Once you get down to the nitty gritty of interpreting a text in a reading group, say, you are going to hold yourself and others to the standard of offering interpretations that "make sense" of the text. To take an extreme example, if you have been arguing that you can take a philosopher to be holding position P, and then someone points out to you that on a nearby page the philosopher says not-P, it would be ridiculous to say "oh, but P is such an interesting claim, so I don't particularly care."
Maybe what this boils down to is that history of philosophy, while it is very philosophical, is genuinely a kind of history too. We are not just trying to jog loose insights of our own, we are trying to understand historical documents. I would have no objection to people reading Aristotle, or whoever, to get inspiration for their own ideas -- even reading him very closely for this purpose. This could be a fun, worthwhile, philosophically satisfying and useful thing to do, for sure. But if they ultimately aren't that bothered about offering an interpretation of the text that is supposed to help us understand that text (which is what my rules are intended to help us do), I'm not so sure that they are really doing history of philosophy.
By the way a lot of what you're describing here (like, following the way that Plato was read by later Platonists), or thinking of a philosopher as writing for posterity (a great point by the way) fits dead center in my conception of the history of philosophy, as far as I can see. It just means you are looking at a wider range of texts and thinking about their joint meaning and interpretation because you are taking into account their interrelation. Actually that's probably the sort of history of philosophy I am most interested in, I'm not much for focusing on one text to the exclusion of thinking about what influenced it and was influenced by it.

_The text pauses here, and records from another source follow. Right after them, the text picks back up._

use std::path::Path;

use crate::color::Color;
use crate::error::MapError;

/// A decoded map bitmap: row-major pixels, top row first.
#[derive(Debug, Clone)]
pub struct MapRaster {
    width: u32,
    height: u32,
    channels: u32,
    data: Vec<u8>,
}

impl MapRaster {
    /// Decode a map image from disk. The result is always tightly packed RGB.
    ///
    /// A file that cannot be opened or decoded is fatal for whoever is
    /// building a catalog from it.
    pub fn open(path: impl AsRef<Path>) -> Result<Self, MapError> {
        let image = image::open(path)?.to_rgb8();
        let (width, height) = image.dimensions();
        log::debug!("Decoded map raster: {}x{}", width, height);
        Self::from_raw(width, height, 3, image.into_raw())
    }

    /// Wrap an already-decoded pixel buffer.
    ///
    /// The buffer must hold `width * height * channels` bytes with at least
    /// three channels per pixel. Dimensions are validated here once, so the
    /// scan loops can index without per-pixel bounds juggling.
    pub fn from_raw(
        width: u32,
        height: u32,
        channels: u32,
        data: Vec<u8>,
    ) -> Result<Self, MapError> {
        if width == 0 || height == 0 {
            return Err(MapError::InvalidRaster(format!(
                "empty image ({width}x{height})"
            )));
        }
        if channels < 3 {
            return Err(MapError::InvalidRaster(format!(
                "{channels} channels per pixel, need at least 3"
            )));
        }
        let expected = width as usize * height as usize * channels as usize;
        if data.len() != expected {
            return Err(MapError::InvalidRaster(format!(
                "buffer holds {} bytes, expected {}",
                data.len(),
                expected
            )));
        }

        Ok(Self {
            width,
            height,
            channels,
            data,
        })
    }

    pub fn width(&self) -> u32 {
        self.width
    }

    pub fn height(&self) -> u32 {
        self.height
    }

    /// Number of pixels.
    pub fn len(&self) -> usize {
        self.width as usize * self.height as usize
    }

    pub fn is_empty(&self) -> bool {
        self.len() == 0
    }

    /// Color of the pixel at a row-major index.
    ///
    /// `index` must be below [`len`](Self::len); construction already
    /// guaranteed the backing buffer covers every pixel.
    pub fn color_at(&self, index: usize) -> Color {
        let base = index * self.channels as usize;
        Color::new(self.data[base], self.data[base + 1], self.data[base + 2])
    }
}
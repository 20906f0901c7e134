use std::collections::{BTreeMap, BTreeSet, HashMap, HashSet};
use std::path::Path;

use map_pathfinding::{Bfs, Graph};

use crate::adjacency::AdjacencyGraph;
use crate::color::Color;
use crate::defs::{self, ProvinceDecl};
use crate::error::MapError;
use crate::province::{Province, Vec2};
use crate::raster::MapRaster;
use crate::route::{Connection, ConnectionCache};

/// Owns every extracted province, the adjacency graph built from them, and
/// the cache of answered path queries.
#[derive(Debug, Clone)]
pub struct ProvinceCatalog {
    provinces: BTreeMap<String, Province>,
    graph: AdjacencyGraph,
    cache: ConnectionCache,
}

impl ProvinceCatalog {
    /// Load the map raster and the declaration file from disk and build the
    /// catalog. A raster that fails to decode is fatal; malformed declaration
    /// records are logged and skipped.
    pub fn load(
        map_path: impl AsRef<Path>,
        decls_path: impl AsRef<Path>,
    ) -> Result<Self, MapError> {
        let raster = MapRaster::open(map_path)?;
        let decls = defs::load_province_decls_path(decls_path)?;
        Ok(Self::build(&raster, &decls))
    }

    /// Extract every declared province from the raster and build the
    /// adjacency graph.
    pub fn build(raster: &MapRaster, decls: &[ProvinceDecl]) -> Self {
        // Every declared color is registered up front, so boundary scanning
        // can tell real neighbors from background colors.
        let used_colors: HashSet<Color> = decls.iter().map(|d| d.color).collect();

        let mut provinces = BTreeMap::new();
        let mut color_to_id: HashMap<Color, String> = HashMap::new();
        for decl in decls {
            if provinces.contains_key(&decl.id) {
                log::warn!(
                    "Duplicate province id {:?}, keeping the first declaration",
                    decl.id
                );
                continue;
            }
            if let Some(owner) = color_to_id.get(&decl.color) {
                log::warn!(
                    "Province {:?} reuses color {} already owned by {:?}",
                    decl.id,
                    decl.color,
                    owner
                );
            } else {
                color_to_id.insert(decl.color, decl.id.clone());
            }

            let province = Province::extract(raster, decl, &used_colors);
            log::debug!(
                "Extracted {:?}: {} rects, area {}",
                decl.id,
                province.rects().len(),
                province.area()
            );
            provinces.insert(decl.id.clone(), province);
        }

        // Resolve touching colors into ids. Untraversable provinces stay out
        // of the graph on both sides.
        let mut graph = AdjacencyGraph::new();
        for (id, province) in &provinces {
            if !province.is_traversable() {
                continue;
            }
            let mut neighbors = BTreeSet::new();
            for color in province.adjacent_colors() {
                let Some(other_id) = color_to_id.get(color) else {
                    continue;
                };
                if other_id == id {
                    continue;
                }
                if provinces.get(other_id).is_some_and(Province::is_traversable) {
                    neighbors.insert(other_id.clone());
                }
            }
            graph.insert_neighbors(id, neighbors);
        }

        log::info!(
            "Built catalog with {} provinces, {} in the adjacency graph",
            provinces.len(),
            graph.province_count()
        );

        Self {
            provinces,
            graph,
            cache: ConnectionCache::default(),
        }
    }

    pub fn get(&self, id: &str) -> Option<&Province> {
        self.provinces.get(id)
    }

    pub fn provinces(&self) -> &BTreeMap<String, Province> {
        &self.provinces
    }

    pub fn graph(&self) -> &AdjacencyGraph {
        &self.graph
    }

    pub fn len(&self) -> usize {
        self.provinces.len()
    }

    pub fn is_empty(&self) -> bool {
        self.provinces.is_empty()
    }

    /// Neighbors of a province; empty for unknown or untraversable ids.
    pub fn neighbors_of(&self, id: &str) -> BTreeSet<String> {
        self.graph.neighbors(id)
    }

    /// Pixel area of a province.
    pub fn area(&self, id: &str) -> Option<u64> {
        self.provinces.get(id).map(Province::area)
    }

    /// Accumulated centroid of a province.
    pub fn center(&self, id: &str) -> Option<Vec2> {
        self.provinces.get(id).map(Province::center)
    }

    /// The province under a point in normalized device coordinates.
    pub fn province_at(&self, x: f32, y: f32) -> Option<&str> {
        self.provinces
            .iter()
            .find(|(_, province)| province.contains(x, y))
            .map(|(id, _)| id.as_str())
    }

    /// Route between two provinces, breadth-first over the adjacency graph.
    ///
    /// Answers are cached and reused in both directions. Neighbor expansion
    /// is ordered by ascending province area, which keeps searches
    /// reproducible but can occasionally settle on a longer route than a
    /// plain hop-count optimum between certain pairs.
    pub fn find_path(&mut self, start: &str, end: &str) -> Connection {
        let traversable =
            |id: &str| self.provinces.get(id).is_some_and(Province::is_traversable);
        if !traversable(start) || !traversable(end) {
            return Connection::disconnected();
        }
        if start == end {
            return match self.provinces.get(start) {
                Some(province) => Connection::single(start, province),
                None => Connection::disconnected(),
            };
        }

        if let Some(hit) = self.cache.lookup(start, end) {
            return hit;
        }

        let graph = CatalogGraph { catalog: self };
        let Some(path) = Bfs::find_path(&graph, start.to_string(), end.to_string()) else {
            return Connection::disconnected();
        };

        let connection = Connection::from_path(&path, &self.provinces);
        self.cache.insert(connection.clone());
        connection
    }
}

/// Adapter exposing the catalog's adjacency graph to the pathfinder with the
/// area-ascending expansion order.
struct CatalogGraph<'a> {
    catalog: &'a ProvinceCatalog,
}

impl Graph<String> for CatalogGraph<'_> {
    fn neighbors(&self, node: &String) -> Vec<String> {
        let mut neighbors: Vec<String> = self.catalog.graph.neighbors(node).into_iter().collect();
        // Smallest provinces first; the id is the final tie-break so the
        // order is total.
        neighbors.sort_by(|a, b| {
            let area_a = self.catalog.area(a).unwrap_or(0);
            let area_b = self.catalog.area(b).unwrap_or(0);
            area_a.cmp(&area_b).then_with(|| a.cmp(b))
        });
        neighbors
    }
}
use std::io;
use thiserror::Error;

#[derive(Error, Debug)]
pub enum MapError {
    #[error("IO error: {0}")]
    Io(#[from] io::Error),
    #[error("Image decode error: {0}")]
    Image(#[from] image::ImageError),
    #[error("CSV error: {0}")]
    Csv(#[from] csv::Error),
    #[error("Invalid raster: {0}")]
    InvalidRaster(String),
    #[error("Invalid color literal: {0:?}")]
    InvalidColor(String),
}
//! Province map core: recovers territorial regions from a color-indexed
//! raster, derives their adjacency graph, and answers cached path queries
//! over it.

pub mod adjacency;
pub mod catalog;
pub mod color;
pub mod defs;
pub mod error;
pub mod province;
pub mod raster;
pub mod route;
pub mod states;

// Re-export the common types
pub use adjacency::AdjacencyGraph;
pub use catalog::ProvinceCatalog;
pub use color::Color;
pub use defs::{CityCategory, ProvinceDecl, StateDecl};
pub use error::MapError;
pub use province::{Province, Rect, Vec2};
pub use raster::MapRaster;
pub use route::{Connection, ConnectionCache};
pub use states::{State, StateCatalog};
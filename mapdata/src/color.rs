use std::fmt;

use serde::{Deserialize, Serialize};

use crate::error::MapError;

/// RGB color identifying a province on the map bitmap.
#[derive(Debug, Clone, Copy, PartialEq, Eq, Hash, Serialize, Deserialize)]
pub struct Color {
    pub r: u8,
    pub g: u8,
    pub b: u8,
}

impl Color {
    pub const fn new(r: u8, g: u8, b: u8) -> Self {
        Self { r, g, b }
    }

    /// Parse an `rrggbb` hex literal, with or without a leading `#`.
    pub fn from_hex(hex: &str) -> Result<Self, MapError> {
        let digits = hex.strip_prefix('#').unwrap_or(hex);
        if digits.len() != 6 || !digits.chars().all(|c| c.is_ascii_hexdigit()) {
            return Err(MapError::InvalidColor(hex.to_string()));
        }

        let channel =
            |s| u8::from_str_radix(s, 16).map_err(|_| MapError::InvalidColor(hex.to_string()));

        Ok(Self {
            r: channel(&digits[0..2])?,
            g: channel(&digits[2..4])?,
            b: channel(&digits[4..6])?,
        })
    }
}

impl fmt::Display for Color {
    fn fmt(&self, f: &mut fmt::Formatter<'_>) -> fmt::Result {
        write!(f, "#{:02x}{:02x}{:02x}", self.r, self.g, self.b)
    }
}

Posted by: Peter Adamson | 10/03/2014 at 11:05 PM
Peter, yes, I argue that thinking about what you nicely call 'joint meaning' of different texts is often key to the significance of the history of philosophy. (Mogens Laerke has written very insight-fully about methods that might disclose such joint meaning.)
Posted by: Eric Schliesser | 10/07/2014 at 12:13 PM
As someone looking at this conversation from outside the bounds of institutional philosophy, I have to wonder how much this conversation gains from the idea that doing the history of philosophy is distinct from other areas of historical inquiry in more than just subject matter. That is to say,should those interested in working in the history of philosophy look at the work and methods of people working in, say, the history of ideas, or intellectual history,(apparently distinct modes of inquiry) or even literary and cultural history?
To be clear, I don't think any of the above conversation dismisses such pluralism, but the lack of cross-pollination between these circles does seem curious to me (but again, I may simply be ignorant).
Also, Peter Gordon's essay introducing students to Intellectual History (here: http://projects.iq.harvard.edu/files/history/files/what_is_intell_history_pgordon_mar2012.pdf) although clearly addressed towards undergrads and grad students, might be of interest at least insofar as it offers some insight into the different critical assumptions of different schools.
Posted by: Michael Mirer | 10/08/2014 at 08:32 PM
Michael, Adamson explicitly appeals to work done in philology, so there is quite a bit of shared methods with other historical enterprises in his work. Moreover, I point to the views of Laerke, Smith, Goldenbaum amongst others and all of them advocate drawing on methods and results of other disciplines, including anthropology, intellectual history, and archeology. So, I think if you allowed yourself to investigate further, you may be surprised by what you find.